Species of flowering plant

Capsicum rhomboideum is a perennial member of the genus Capsicum with 2n=2x=26, and is considered a distant wild relative of the chili pepper. Its fruit do not have any pungency, and are a 0 on the Scoville Heat Unit scale. It gets its name from the rhomboidal to elliptical shape of its leaves. It is native to Mexico, Central America, and Andean region of South America.

==Plant description==
Capsicum rhomboideum is typically a perennial shrub. It is densely covered in trichomes, making it pubescent.

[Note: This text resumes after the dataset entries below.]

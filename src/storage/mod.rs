//! Storage layer for diagnostic forms, sessions and results.
//!
//! Sessions are written with an optimistic version check so that two
//! requests racing on the same session can never both commit a step.

mod sqlite;

pub use sqlite::SqliteStorage;

use async_trait::async_trait;

use crate::engine::{DiagnosticResult, SessionState};
use crate::error::StorageResult;
use crate::form::{DiagnosticForm, FormSummary};

/// Storage trait for database operations.
#[async_trait]
pub trait Storage: Send + Sync {
    // Form operations

    /// Insert a form version. Existing `(form_id, version)` rows are left untouched.
    async fn save_form(&self, form: &DiagnosticForm) -> StorageResult<()>;
    /// Get a specific version of a form.
    async fn get_form(&self, form_id: &str, version: u32) -> StorageResult<Option<DiagnosticForm>>;
    /// Get the highest registered version of a form.
    async fn get_latest_form(&self, form_id: &str) -> StorageResult<Option<DiagnosticForm>>;
    /// Summaries of every registered form version.
    async fn list_forms(&self) -> StorageResult<Vec<FormSummary>>;

    // Session operations

    /// Persist a newly started session.
    async fn create_session(&self, session: &SessionState) -> StorageResult<()>;
    /// Get a session by ID.
    async fn get_session(&self, id: &str) -> StorageResult<Option<SessionState>>;
    /// Write `session` if the stored version still equals `expected_version`.
    ///
    /// When `result` is given it is inserted in the same transaction. Returns
    /// `false` without writing anything when another writer got there first.
    async fn commit_session(
        &self,
        session: &SessionState,
        expected_version: i64,
        result: Option<&DiagnosticResult>,
    ) -> StorageResult<bool>;
    /// All sessions still waiting for answers.
    async fn list_open_sessions(&self) -> StorageResult<Vec<SessionState>>;

    // Result operations

    /// Get the result of a session.
    async fn get_result(&self, session_id: &str) -> StorageResult<Option<DiagnosticResult>>;
    /// Most recent results for a learner, newest first.
    async fn get_learner_results(
        &self,
        learner_id: &str,
        limit: u32,
    ) -> StorageResult<Vec<DiagnosticResult>>;
}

It is best identified by its rhomboidal to elliptically-shaped leaves. The flowers have a five-toothed calyx and yellow bell-shaped corolla. The pollen grains are extremely small, 15 μm. Mature fruit of C. rhomboideum are pea-shaped and sized, bright red to black when fresh, and they darken as they dry. They typically bear 2-6 seed per fruit. The seeds are brown.

==Genome==
The genome of C. rhomboideum is smaller than that of C. annuum. In the specific differentiation, C. rhomboideum likely underwent genome size reduction. Approximately 5% of the genome is heterochromatic. The typical Capsicum has 2n=24, and since 2n=26 in C. rhomboideum , causing it to be reclassified from Capsicum ciliatum in 2001.